TASK GOAL: Scan the records below for the word "forward". Copy each line where it appears.

[Collected data]
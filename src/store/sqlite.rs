//! SQLite-backed [`IndexStore`].
//!
//! Tables (see [`crate::migrate`]):
//!
//! ```text
//! index_namespaces(name PK, catalog_url, created_at)
//! index_entries(namespace, collection_id, title, description, embedding,
//!               PK(namespace, collection_id))
//! ```

use anyhow::Result;
use async_trait::async_trait;
use sqlx::{Row, SqlitePool};
use std::path::Path;

use crate::embedding::{blob_to_vec, cosine_similarity, vec_to_blob};
use crate::{db, migrate};

use super::{rank_hits, IndexEntry, IndexHit, IndexStore, NamespaceInfo};

pub struct SqliteIndexStore {
    pool: SqlitePool,
}

impl SqliteIndexStore {
    pub fn new(pool: SqlitePool) -> Self {
        Self { pool }
    }

    /// Connects to the database at `path` and applies the schema.
    pub async fn open(path: &Path) -> Result<Self> {
        let pool = db::connect(path).await?;
        migrate::run_migrations(&pool).await?;
        Ok(Self::new(pool))
    }
}

#[async_trait]
impl IndexStore for SqliteIndexStore {
    async fn put_namespace(
        &self,
        namespace: &str,
        catalog_url: &str,
        entries: &[IndexEntry],
    ) -> Result<()> {
        let mut tx = self.pool.begin().await?;

        sqlx::query(
            r#"
            INSERT INTO index_namespaces (name, catalog_url, created_at)
            VALUES (?, ?, ?)
            ON CONFLICT(name) DO UPDATE SET catalog_url = excluded.catalog_url
            "#,
        )
        .bind(namespace)
        .bind(catalog_url)
        .bind(chrono::Utc::now().timestamp())
        .execute(&mut *tx)
        .await?;

        for entry in entries {
            sqlx::query(
                r#"
                INSERT INTO index_entries (namespace, collection_id, title, description, embedding)
                VALUES (?, ?, ?, ?, ?)
                ON CONFLICT(namespace, collection_id) DO UPDATE SET
                    title = excluded.title,
                    description = excluded.description,
                    embedding = excluded.embedding
                "#,
            )
            .bind(namespace)
            .bind(&entry.collection_id)
            .bind(&entry.title)
            .bind(&entry.description)
            .bind(vec_to_blob(&entry.embedding))
            .execute(&mut *tx)
            .await?;
        }

        tx.commit().await?;
        Ok(())
    }

    async fn namespace_exists(&self, namespace: &str) -> Result<bool> {
        let exists: bool =
            sqlx::query_scalar("SELECT COUNT(*) > 0 FROM index_namespaces WHERE name = ?")
                .bind(namespace)
                .fetch_one(&self.pool)
                .await?;
        Ok(exists)
    }

    async fn list_namespaces(&self) -> Result<Vec<NamespaceInfo>> {
        let rows = sqlx::query(
            r#"
            SELECT n.name, n.catalog_url, COUNT(e.collection_id) AS collections
            FROM index_namespaces n
            LEFT JOIN index_entries e ON e.namespace = n.name
            GROUP BY n.name, n.catalog_url
            ORDER BY n.name
            "#,
        )
        .fetch_all(&self.pool)
        .await?;

        Ok(rows
            .iter()
            .map(|row| NamespaceInfo {
                name: row.get("name"),
                catalog_url: row.get("catalog_url"),
                collections: row.get::<i64, _>("collections") as usize,
            })
            .collect())
    }

    async fn drop_namespace(&self, namespace: &str) -> Result<bool> {
        let mut tx = self.pool.begin().await?;

        sqlx::query("DELETE FROM index_entries WHERE namespace = ?")
            .bind(namespace)
            .execute(&mut *tx)
            .await?;
        let removed = sqlx::query("DELETE FROM index_namespaces WHERE name = ?")
            .bind(namespace)
            .execute(&mut *tx)
            .await?
            .rows_affected();

        tx.commit().await?;
        Ok(removed > 0)
    }

    async fn query(
        &self,
        namespace: &str,
        query_vec: &[f32],
        limit: usize,
    ) -> Result<Vec<IndexHit>> {
        let rows = sqlx::query(
            r#"
            SELECT collection_id, title, description, embedding
            FROM index_entries
            WHERE namespace = ?
            "#,
        )
        .bind(namespace)
        .fetch_all(&self.pool)
        .await?;

        let hits = rows
            .iter()
            .map(|row| {
                let blob: Vec<u8> = row.get("embedding");
                IndexHit {
                    collection_id: row.get("collection_id"),
                    title: row.get("title"),
                    description: row.get("description"),
                    score: cosine_similarity(query_vec, &blob_to_vec(&blob)),
                }
            })
            .collect();

        Ok(rank_hits(hits, limit))
    }
}
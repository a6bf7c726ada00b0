//! In-memory [`IndexStore`] for tests and ephemeral runs.
//!
//! Namespaces live in a `HashMap` behind `std::sync::RwLock`; entries are
//! keyed by collection id so upserts replace rather than append.

use std::collections::{BTreeMap, HashMap};
use std::sync::RwLock;

use anyhow::{anyhow, Result};
use async_trait::async_trait;

use crate::embedding::cosine_similarity;

use super::{rank_hits, IndexEntry, IndexHit, IndexStore, NamespaceInfo};

struct Namespace {
    catalog_url: String,
    entries: BTreeMap<String, IndexEntry>,
}

#[derive(Default)]
pub struct InMemoryIndexStore {
    namespaces: RwLock<HashMap<String, Namespace>>,
}

impl InMemoryIndexStore {
    pub fn new() -> Self {
        Self::default()
    }
}

fn poisoned<T>(_: T) -> anyhow::Error {
    anyhow!("in-memory index lock poisoned")
}

#[async_trait]
impl IndexStore for InMemoryIndexStore {
    async fn put_namespace(
        &self,
        namespace: &str,
        catalog_url: &str,
        entries: &[IndexEntry],
    ) -> Result<()> {
        let mut namespaces = self.namespaces.write().map_err(poisoned)?;
        let ns = namespaces
            .entry(namespace.to_string())
            .or_insert_with(|| Namespace {
                catalog_url: catalog_url.to_string(),
                entries: BTreeMap::new(),
            });
        ns.catalog_url = catalog_url.to_string();
        for entry in entries {
            ns.entries.insert(entry.collection_id.clone(), entry.clone());
        }
        Ok(())
    }

    async fn namespace_exists(&self, namespace: &str) -> Result<bool> {
        let namespaces = self.namespaces.read().map_err(poisoned)?;
        Ok(namespaces.contains_key(namespace))
    }

    async fn list_namespaces(&self) -> Result<Vec<NamespaceInfo>> {
        let namespaces = self.namespaces.read().map_err(poisoned)?;
        let mut listed: Vec<NamespaceInfo> = namespaces
            .iter()
            .map(|(name, ns)| NamespaceInfo {
                name: name.clone(),
                catalog_url: ns.catalog_url.clone(),
                collections: ns.entries.len(),
            })
            .collect();
        listed.sort_by(|a, b| a.name.cmp(&b.name));
        Ok(listed)
    }

    async fn drop_namespace(&self, namespace: &str) -> Result<bool> {
        let mut namespaces = self.namespaces.write().map_err(poisoned)?;
        Ok(namespaces.remove(namespace).is_some())
    }

    async fn query(
        &self,
        namespace: &str,
        query_vec: &[f32],
        limit: usize,
    ) -> Result<Vec<IndexHit>> {
        let namespaces = self.namespaces.read().map_err(poisoned)?;
        let Some(ns) = namespaces.get(namespace) else {
            return Ok(Vec::new());
        };

        let hits = ns
            .entries
            .values()
            .map(|entry| IndexHit {
                collection_id: entry.collection_id.clone(),
                title: entry.title.clone(),
                description: entry.description.clone(),
                score: cosine_similarity(query_vec, &entry.embedding),
            })
            .collect();

        Ok(rank_hits(hits, limit))
    }
}
//! Property tests for canonical cache keys.

use proptest::prelude::*;
use std::collections::{BTreeMap, HashMap, HashSet};

use stac_search::cache::cache_key;

fn distinct_pairs() -> impl Strategy<Value = Vec<(String, i64)>> {
    prop::collection::btree_map("[a-z:_]{1,12}", any::<i64>(), 0..16)
        .prop_map(|m| m.into_iter().collect())
}

proptest! {
    #[test]
    fn map_key_ignores_insertion_order(pairs in distinct_pairs()) {
        let forward: HashMap<String, i64> = pairs.iter().cloned().collect();
        let mut backward = HashMap::new();
        for (k, v) in pairs.iter().rev() {
            backward.insert(k.clone(), *v);
        }
        let sorted: BTreeMap<String, i64> = pairs.iter().cloned().collect();

        prop_assert_eq!(cache_key("f", &forward), cache_key("f", &backward));
        prop_assert_eq!(cache_key("f", &forward), cache_key("f", &sorted));
    }

    #[test]
    fn set_key_ignores_order_and_duplicates(items in prop::collection::vec("[a-z0-9-]{1,10}", 0..16)) {
        let once: HashSet<String> = items.iter().cloned().collect();
        let twice: HashSet<String> = items.iter().chain(items.iter()).rev().cloned().collect();
        prop_assert_eq!(cache_key("f", &once), cache_key("f", &twice));
    }

    #[test]
    fn sequence_key_keeps_order(items in prop::collection::vec(any::<u32>(), 2..16)) {
        let reversed: Vec<u32> = items.iter().rev().cloned().collect();
        prop_assume!(items != reversed);
        prop_assert_ne!(cache_key("f", &items), cache_key("f", &reversed));
    }

    #[test]
    fn whole_floats_match_integers(n in -(1i64 << 52)..(1i64 << 52)) {
        prop_assert_eq!(cache_key("f", &n), cache_key("f", &(n as f64)));
    }

    #[test]
    fn large_whole_floats_match_integers(mantissa in any::<i32>(), shift in 0u32..31) {
        // At most 32 significant bits, so the float is exact.
        let n = (mantissa as i64) << shift;
        prop_assert_eq!(cache_key("f", &n), cache_key("f", &(n as f64)));
        prop_assert_eq!(cache_key("f", &vec![n]), cache_key("f", &serde_json::json!([n as f64])));
    }

    #[test]
    fn function_identity_separates_keys(arg in ".{0,32}", a in "[a-z_]{1,16}", b in "[a-z_]{1,16}") {
        prop_assume!(a != b);
        prop_assert_ne!(cache_key(&a, arg.as_str()), cache_key(&b, arg.as_str()));
    }

    #[test]
    fn json_and_native_maps_agree(pairs in distinct_pairs()) {
        let native: HashMap<String, i64> = pairs.iter().cloned().collect();
        let json = serde_json::Value::Object(
            pairs
                .iter()
                .map(|(k, v)| (k.clone(), serde_json::Value::from(*v)))
                .collect(),
        );
        prop_assert_eq!(cache_key("f", &native), cache_key("f", &json));
    }
}
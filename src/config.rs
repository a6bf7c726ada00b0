//! Configuration loading and validation.
//!
//! Configuration is read from a TOML file. Every field has a default, so an
//! empty file (or no file at all) yields a working setup pointed at the
//! Planetary Computer catalog. A handful of environment variables override the
//! file after it is parsed:
//!
//! | Variable | Overrides |
//! |----------|-----------|
//! | `STAC_CATALOG_URL` | `catalog.default_url` |
//! | `DEFAULT_TARGET_COLLECTIONS` | `catalog.default_collections` (JSON array) |
//! | `GEODINI_API` | `geocoding.endpoint` |
//! | `SMALL_MODEL_NAME` | `llm.model` |
//! | `LLM_BASE_URL` | `llm.base_url` |
//! | `DATA_PATH` | `index.path` |
//! | `STAC_SEARCH_BIND` | `server.bind` |
//!
//! # Example
//!
//! ```toml
//! [catalog]
//! default_url = "https://planetarycomputer.microsoft.com/api/stac/v1"
//! default_collections = ["landsat-8-c2-l2", "sentinel-2-l2a"]
//! max_items = 20
//!
//! [embedding]
//! provider = "openai"
//! model = "text-embedding-3-small"
//! dims = 1536
//!
//! [cache]
//! extraction_ttl_secs = 3600
//! ```

use anyhow::{Context, Result};
use serde::Deserialize;
use std::path::{Path, PathBuf};
use std::time::Duration;

#[derive(Debug, Deserialize, Clone, Default)]
pub struct Config {
    #[serde(default)]
    pub catalog: CatalogConfig,
    #[serde(default)]
    pub geocoding: GeocodingConfig,
    #[serde(default)]
    pub llm: LlmConfig,
    #[serde(default)]
    pub embedding: EmbeddingConfig,
    #[serde(default)]
    pub cache: CacheConfig,
    #[serde(default)]
    pub index: IndexConfig,
    #[serde(default)]
    pub server: ServerConfig,
    #[serde(default)]
    pub timeouts: TimeoutConfig,
}

// ============ Catalog ============

#[derive(Debug, Deserialize, Clone)]
pub struct CatalogConfig {
    #[serde(default = "default_catalog_url")]
    pub default_url: String,
    /// Collections searched when the query does not point at specific ones.
    #[serde(default = "default_collections")]
    pub default_collections: Vec<String>,
    #[serde(default = "default_max_items")]
    pub max_items: usize,
    /// Number of re-ranked collections sought per query.
    #[serde(default = "default_top_k")]
    pub top_k: usize,
}

impl Default for CatalogConfig {
    fn default() -> Self {
        Self {
            default_url: default_catalog_url(),
            default_collections: default_collections(),
            max_items: default_max_items(),
            top_k: default_top_k(),
        }
    }
}

fn default_catalog_url() -> String {
    "https://planetarycomputer.microsoft.com/api/stac/v1".to_string()
}
fn default_collections() -> Vec<String> {
    vec!["landsat-8-c2-l2".to_string(), "sentinel-2-l2a".to_string()]
}
fn default_max_items() -> usize {
    20
}
fn default_top_k() -> usize {
    5
}

// ============ Geocoding ============

#[derive(Debug, Deserialize, Clone)]
pub struct GeocodingConfig {
    #[serde(default = "default_geocoding_endpoint")]
    pub endpoint: String,
}

impl Default for GeocodingConfig {
    fn default() -> Self {
        Self {
            endpoint: default_geocoding_endpoint(),
        }
    }
}

fn default_geocoding_endpoint() -> String {
    "https://geodini.k8s.labs.ds.io".to_string()
}

// ============ LLM ============

#[derive(Debug, Deserialize, Clone)]
pub struct LlmConfig {
    /// Chat model id. A `provider:` prefix such as `openai:` is accepted and stripped.
    #[serde(default = "default_llm_model")]
    pub model: String,
    #[serde(default = "default_llm_base_url")]
    pub base_url: String,
    /// Name of the environment variable holding the API key.
    #[serde(default = "default_api_key_env")]
    pub api_key_env: String,
    #[serde(default)]
    pub temperature: f32,
    #[serde(default = "default_max_retries")]
    pub max_retries: u32,
}

impl Default for LlmConfig {
    fn default() -> Self {
        Self {
            model: default_llm_model(),
            base_url: default_llm_base_url(),
            api_key_env: default_api_key_env(),
            temperature: 0.0,
            max_retries: default_max_retries(),
        }
    }
}

fn default_llm_model() -> String {
    "openai:gpt-4.1-mini".to_string()
}
fn default_llm_base_url() -> String {
    "https://api.openai.com/v1".to_string()
}
fn default_api_key_env() -> String {
    "OPENAI_API_KEY".to_string()
}

// ============ Embedding ============

#[derive(Debug, Deserialize, Clone)]
pub struct EmbeddingConfig {
    /// One of `openai`, `ollama` or `local`.
    #[serde(default = "default_provider")]
    pub provider: String,
    #[serde(default = "default_embedding_model")]
    pub model: String,
    #[serde(default = "default_dims")]
    pub dims: usize,
    /// Base URL for HTTP providers. Defaults per provider when unset.
    #[serde(default)]
    pub url: Option<String>,
    #[serde(default = "default_batch_size")]
    pub batch_size: usize,
    #[serde(default = "default_max_retries")]
    pub max_retries: u32,
    #[serde(default = "default_embedding_timeout")]
    pub timeout_secs: u64,
}

impl Default for EmbeddingConfig {
    fn default() -> Self {
        Self {
            provider: default_provider(),
            model: default_embedding_model(),
            dims: default_dims(),
            url: None,
            batch_size: default_batch_size(),
            max_retries: default_max_retries(),
            timeout_secs: default_embedding_timeout(),
        }
    }
}

fn default_provider() -> String {
    "openai".to_string()
}
fn default_embedding_model() -> String {
    "text-embedding-3-small".to_string()
}
fn default_dims() -> usize {
    1536
}
fn default_batch_size() -> usize {
    64
}
fn default_max_retries() -> u32 {
    3
}
fn default_embedding_timeout() -> u64 {
    30
}

// ============ Cache ============

#[derive(Debug, Deserialize, Clone)]
pub struct CacheConfig {
    #[serde(default = "default_day_secs")]
    pub geocoding_ttl_secs: u64,
    #[serde(default = "default_day_secs")]
    pub embedding_ttl_secs: u64,
    #[serde(default = "default_hour_secs")]
    pub extraction_ttl_secs: u64,
    /// Capacity of each cache instance.
    #[serde(default = "default_max_entries")]
    pub max_entries: u64,
}

impl Default for CacheConfig {
    fn default() -> Self {
        Self {
            geocoding_ttl_secs: default_day_secs(),
            embedding_ttl_secs: default_day_secs(),
            extraction_ttl_secs: default_hour_secs(),
            max_entries: default_max_entries(),
        }
    }
}

fn default_day_secs() -> u64 {
    24 * 60 * 60
}
fn default_hour_secs() -> u64 {
    60 * 60
}
fn default_max_entries() -> u64 {
    1000
}

// ============ Index / Server / Timeouts ============

#[derive(Debug, Deserialize, Clone)]
pub struct IndexConfig {
    /// SQLite file holding the per-catalog collection vectors.
    #[serde(default = "default_index_path")]
    pub path: PathBuf,
}

impl Default for IndexConfig {
    fn default() -> Self {
        Self {
            path: default_index_path(),
        }
    }
}

fn default_index_path() -> PathBuf {
    PathBuf::from("data/index.sqlite")
}

#[derive(Debug, Deserialize, Clone)]
pub struct ServerConfig {
    #[serde(default = "default_bind")]
    pub bind: String,
}

impl Default for ServerConfig {
    fn default() -> Self {
        Self {
            bind: default_bind(),
        }
    }
}

fn default_bind() -> String {
    "127.0.0.1:8000".to_string()
}

#[derive(Debug, Deserialize, Clone)]
pub struct TimeoutConfig {
    /// Deadline for each external call (LLM, geocoding, catalog).
    #[serde(default = "default_request_secs")]
    pub request_secs: u64,
}

impl Default for TimeoutConfig {
    fn default() -> Self {
        Self {
            request_secs: default_request_secs(),
        }
    }
}

fn default_request_secs() -> u64 {
    60
}

impl TimeoutConfig {
    pub fn request(&self) -> Duration {
        Duration::from_secs(self.request_secs)
    }
}

// ============ Loading ============

/// Reads, parses and validates a config file, then applies environment overrides.
pub fn load_config(path: &Path) -> Result<Config> {
    let content = std::fs::read_to_string(path)
        .with_context(|| format!("Failed to read config file: {}", path.display()))?;

    let mut config: Config =
        toml::from_str(&content).with_context(|| "Failed to parse config file")?;
    config.apply_overrides(|key| std::env::var(key).ok())?;
    config.validate()?;
    Ok(config)
}

/// Built-in defaults plus environment overrides, for running without a file.
pub fn default_config() -> Result<Config> {
    let mut config = Config::default();
    config.apply_overrides(|key| std::env::var(key).ok())?;
    config.validate()?;
    Ok(config)
}

impl Config {
    /// Applies overrides from `lookup`, which maps a variable name to its value.
    pub fn apply_overrides<F>(&mut self, lookup: F) -> Result<()>
    where
        F: Fn(&str) -> Option<String>,
    {
        if let Some(url) = lookup("STAC_CATALOG_URL") {
            self.catalog.default_url = url;
        }
        if let Some(raw) = lookup("DEFAULT_TARGET_COLLECTIONS") {
            self.catalog.default_collections = serde_json::from_str(&raw)
                .with_context(|| "DEFAULT_TARGET_COLLECTIONS must be a JSON array of strings")?;
        }
        if let Some(endpoint) = lookup("GEODINI_API") {
            self.geocoding.endpoint = endpoint;
        }
        if let Some(model) = lookup("SMALL_MODEL_NAME") {
            self.llm.model = model;
        }
        if let Some(base_url) = lookup("LLM_BASE_URL") {
            self.llm.base_url = base_url;
        }
        if let Some(path) = lookup("DATA_PATH") {
            self.index.path = PathBuf::from(path);
        }
        if let Some(bind) = lookup("STAC_SEARCH_BIND") {
            self.server.bind = bind;
        }
        Ok(())
    }

    pub fn validate(&self) -> Result<()> {
        url::Url::parse(&self.catalog.default_url)
            .with_context(|| format!("catalog.default_url is not a URL: {}", self.catalog.default_url))?;

        if self.catalog.max_items == 0 {
            anyhow::bail!("catalog.max_items must be > 0");
        }
        if self.catalog.top_k == 0 {
            anyhow::bail!("catalog.top_k must be > 0");
        }

        match self.embedding.provider.as_str() {
            "openai" | "ollama" | "local" => {}
            other => anyhow::bail!(
                "Unknown embedding provider: '{}'. Must be openai, ollama, or local.",
                other
            ),
        }
        if self.embedding.dims == 0 {
            anyhow::bail!("embedding.dims must be > 0");
        }
        if self.embedding.batch_size == 0 {
            anyhow::bail!("embedding.batch_size must be > 0");
        }

        if self.cache.max_entries == 0 {
            anyhow::bail!("cache.max_entries must be > 0");
        }
        if self.timeouts.request_secs == 0 {
            anyhow::bail!("timeouts.request_secs must be > 0");
        }
        if !(0.0..=2.0).contains(&self.llm.temperature) {
            anyhow::bail!("llm.temperature must be in [0.0, 2.0]");
        }
        Ok(())
    }
}

#[cfg(test)]
mod tests {
    use super::*;
    use std::collections::HashMap;

    #[test]
    fn test_empty_file_uses_defaults() {
        let config: Config = toml::from_str("").unwrap();
        assert_eq!(
            config.catalog.default_url,
            "https://planetarycomputer.microsoft.com/api/stac/v1"
        );
        assert_eq!(
            config.catalog.default_collections,
            vec!["landsat-8-c2-l2", "sentinel-2-l2a"]
        );
        assert_eq!(config.catalog.max_items, 20);
        assert_eq!(config.catalog.top_k, 5);
        assert_eq!(config.cache.geocoding_ttl_secs, 86_400);
        assert_eq!(config.cache.extraction_ttl_secs, 3_600);
        assert_eq!(config.timeouts.request_secs, 60);
        config.validate().unwrap();
    }

    #[test]
    fn test_partial_sections() {
        let config: Config = toml::from_str(
            r#"
            [catalog]
            max_items = 50

            [embedding]
            provider = "ollama"
            model = "nomic-embed-text"
            dims = 768
            "#,
        )
        .unwrap();
        assert_eq!(config.catalog.max_items, 50);
        assert_eq!(config.catalog.top_k, 5);
        assert_eq!(config.embedding.provider, "ollama");
        assert_eq!(config.embedding.batch_size, 64);
        config.validate().unwrap();
    }

    #[test]
    fn test_env_overrides() {
        let vars: HashMap<&str, &str> = [
            ("STAC_CATALOG_URL", "https://earth-search.aws.element84.com/v1"),
            ("DEFAULT_TARGET_COLLECTIONS", r#"["naip"]"#),
            ("DATA_PATH", "/tmp/stac-index.sqlite"),
        ]
        .into_iter()
        .collect();

        let mut config = Config::default();
        config
            .apply_overrides(|k| vars.get(k).map(|v| v.to_string()))
            .unwrap();
        assert_eq!(
            config.catalog.default_url,
            "https://earth-search.aws.element84.com/v1"
        );
        assert_eq!(config.catalog.default_collections, vec!["naip"]);
        assert_eq!(config.index.path, PathBuf::from("/tmp/stac-index.sqlite"));
        assert_eq!(config.geocoding.endpoint, "https://geodini.k8s.labs.ds.io");
    }

    #[test]
    fn test_bad_collections_override() {
        let mut config = Config::default();
        let err = config
            .apply_overrides(|k| (k == "DEFAULT_TARGET_COLLECTIONS").then(|| "naip".to_string()))
            .unwrap_err();
        assert!(err.to_string().contains("DEFAULT_TARGET_COLLECTIONS"));
    }

    #[test]
    fn test_validation_rejects_unknown_provider() {
        let config: Config = toml::from_str("[embedding]\nprovider = \"magic\"").unwrap();
        let err = config.validate().unwrap_err();
        assert!(err.to_string().contains("Unknown embedding provider"));
    }

    #[test]
    fn test_validation_rejects_zero_limits() {
        let config: Config = toml::from_str("[catalog]\nmax_items = 0").unwrap();
        assert!(config.validate().is_err());

        let config: Config = toml::from_str("[timeouts]\nrequest_secs = 0").unwrap();
        assert!(config.validate().is_err());
    }

    #[test]
    fn test_load_config_from_file() {
        let dir = tempfile::TempDir::new().unwrap();
        let path = dir.path().join("stac-search.toml");
        std::fs::write(&path, "[server]\nbind = \"0.0.0.0:9000\"\n").unwrap();
        let config = load_config(&path).unwrap();
        // STAC_SEARCH_BIND may be set in the environment running the tests.
        if std::env::var("STAC_SEARCH_BIND").is_err() {
            assert_eq!(config.server.bind, "0.0.0.0:9000");
        }
    }

    #[test]
    fn test_example_config_parses() {
        let config: Config =
            toml::from_str(include_str!("../config/stac-search.example.toml")).unwrap();
        config.validate().unwrap();
        let defaults = Config::default();
        assert_eq!(config.catalog.default_url, defaults.catalog.default_url);
        assert_eq!(config.embedding.dims, defaults.embedding.dims);
        assert_eq!(config.index.path, defaults.index.path);
    }
}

RESULT OF THE TASK:
        let forward: HashMap<String, i64> = pairs.iter().cloned().collect();
        prop_assert_eq!(cache_key("f", &forward), cache_key("f", &backward));
        prop_assert_eq!(cache_key("f", &forward), cache_key("f", &sorted));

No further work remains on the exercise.